Over seven terms in the U.S. House of Representatives, Michigan Republican U.S. Senate nominee Mike Rogers repeatedly voted against allowing Medicare to negotiate lower prices with drug manufacturers. Rogers has received more than $1 million in contributions to his campaigns and his political action committee from the pharmaceutical and health products industry since 1999.
Rogers is running for the open seat of retiring Democratic U.S. Sen. Debbie Stabenow. His Democratic opponent, U.S. Rep. Elissa Slotkin, helped pass the Inflation Reduction Act of 2022, which capped monthly insulin out-of-pocket costs for Medicare Part D beneficiaries at $35. This act will begin capping out-of-pocket costs for prescription drugs at $2,000 annually for those beneficiaries and has empowered the federal government to directly negotiate drug prices for people.
Congress first created Medicare Part D, the prescription drug benefit portion of the safety-net program, in 2003. Rogers was one of 220 representatives — 204 of them Republicans — who voted for the legislation, which contained an industry-backed provision explicitly prohibiting the government from negotiating drug prices.
In a January 2006 appearance on C-SPAN, Rogers defended the restriction: “What we have found is the free market does work. I mean, it made America great. Why can’t we apply it to the drug costs to get them down? And it’s working. So I argue that, over time, this is an investment we will reap the rewards for. Preventative treatment, those kind of things were built into that bill. Competition is getting in to start holding drug prices down. And if the government negotiates it and sets the price here, competition doesn’t have to go lower than that. That’s where the price will be. So this has been a bit of an experiment, I think, and a good one when it comes to costs.”

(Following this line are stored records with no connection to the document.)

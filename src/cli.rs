use anyhow::Result;
use clap::{Args, Parser, Subcommand};
use std::path::PathBuf;

use crate::commands::{create, run};
use crate::config::{Config, InstallScope};
use crate::scripts::ScriptLayout;

#[derive(Parser)]
#[command(name = "docker-scripts")]
#[command(about = "A CLI tool for docker scripts: create and run docker compose start/stop wrappers")]
#[command(version)]
pub struct Cli {
    #[command(flatten)]
    pub options: GlobalOptions,

    /// Without a subcommand an interactive menu is shown
    #[command(subcommand)]
    pub command: Option<Commands>,
}

#[derive(Args, Default)]
pub struct GlobalOptions {
    /// Custom config file path
    #[arg(short, long, global = true)]
    pub config: Option<PathBuf>,

    /// Install scope for generated scripts (overrides config)
    #[arg(long, value_enum, global = true)]
    pub scope: Option<InstallScope>,

    /// Generate a start/stop pair or one combined script (overrides config)
    #[arg(long, value_enum, global = true)]
    pub layout: Option<ScriptLayout>,

    /// Use this directory as the script folder
    #[arg(long, global = true)]
    pub store_dir: Option<PathBuf>,
}

impl GlobalOptions {
    pub fn resolve_config(&self) -> Result<Config> {
        let mut config = Config::load(self.config.clone())?;

        if let Some(scope) = self.scope {
            config = config.with_scope(scope);
        }
        if let Some(layout) = self.layout {
            config = config.with_layout(layout);
        }
        if let Some(dir) = &self.store_dir {
            config = config.with_store_dir(dir.clone());
        }

        Ok(config)
    }
}

#[derive(Subcommand)]
pub enum Commands {
    /// Create a script to run/stop docker containers with compose
    Create(create::Args),

    /// Run a script to start/stop docker containers
    Run(run::Args),

    /// List generated scripts
    List,
}

#[cfg(test)]
mod tests {
    use super::*;

    #[test]
    fn no_subcommand_means_menu() {
        let cli = Cli::try_parse_from(["docker-scripts"]).unwrap();
        assert!(cli.command.is_none());
    }

    #[test]
    fn create_accepts_all_fields_as_flags() {
        let cli = Cli::try_parse_from([
            "docker-scripts",
            "create",
            "--name",
            "proj1",
            "--app",
            "webapp",
            "--folder",
            "/srv/app",
        ])
        .unwrap();

        match cli.command {
            Some(Commands::Create(args)) => {
                assert_eq!(args.name.as_deref(), Some("proj1"));
                assert_eq!(args.app.as_deref(), Some("webapp"));
                assert_eq!(args.folder.as_deref(), Some("/srv/app"));
            }
            _ => panic!("expected create subcommand"),
        }
    }

    #[test]
    fn run_takes_optional_index() {
        let cli = Cli::try_parse_from(["docker-scripts", "run", "2"]).unwrap();
        match cli.command {
            Some(Commands::Run(args)) => assert_eq!(args.index, Some(2)),
            _ => panic!("expected run subcommand"),
        }
    }

    #[test]
    fn global_options_work_after_subcommand() {
        let cli = Cli::try_parse_from([
            "docker-scripts",
            "list",
            "--layout",
            "combined",
            "--scope",
            "user",
        ])
        .unwrap();

        assert_eq!(cli.options.layout, Some(ScriptLayout::Combined));
        assert_eq!(cli.options.scope, Some(InstallScope::User));
    }

    #[test]
    fn unknown_subcommand_is_rejected() {
        assert!(Cli::try_parse_from(["docker-scripts", "destroy"]).is_err());
    }

    #[test]
    fn resolve_config_applies_overrides() {
        let options = GlobalOptions {
            config: Some(PathBuf::from("/nonexistent/config.yaml")),
            scope: Some(InstallScope::System),
            layout: Some(ScriptLayout::Combined),
            store_dir: Some(PathBuf::from("/tmp/scripts")),
        };

        let config = options.resolve_config().unwrap();

        assert_eq!(config.scope, InstallScope::System);
        assert_eq!(config.layout, ScriptLayout::Combined);
        assert_eq!(config.store_dir, Some(PathBuf::from("/tmp/scripts")));
    }
}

With drug prices outpacing inflation, congressional Democrats have repeatedly attempted to lift the ban on negotiations. In January 2007, Rogers voted against the Medicare Prescription Drug Price Negotiation Act, which passed in the House but was filibustered by Senate Republicans.
According to OpenSecrets, Rogers has received $673,390 over his political career in campaign donations from the pharmaceutical/health products industry. A Michigan Independent analysis of contributions to his Majority Initiative to Keep Electing Republicans (MIKE R) Fund leadership PAC found it got at least another $329,921 in donations from the sector.
A Rogers campaign spokesperson did not immediately respond to a request for comment for this story.
In the early 2000s, many Americans purchased prescription drugs in Canada and other countries, where the same medications were significantly cheaper. Rogers voted in July 2003 against a bill that would have allowed reimportation of drugs from foreign countries. In a Lansing State Journal op-ed the following month, Rogers and then-Rep. Dave Camp (R-MI) repeated industry talking points, warning, “Unmonitored, reimported prescription drugs can and have killed American citizens.”
On Aug. 15, the Biden-Harris administration announced that the first negotiations authorized by the Inflation Reduction Act would bring the list prices of 10 popular drugs down by between 38% and 79% for the Medicare program starting in 2026. Medicare recipients will save an estimated $1.5 billion.
“If the new prices had been in effect last year, Medicare would have saved an estimated $6 billion, or approximately 22 percent, across the 10 selected drugs,” the Centers for Medicare & Medicaid Services said in a press release.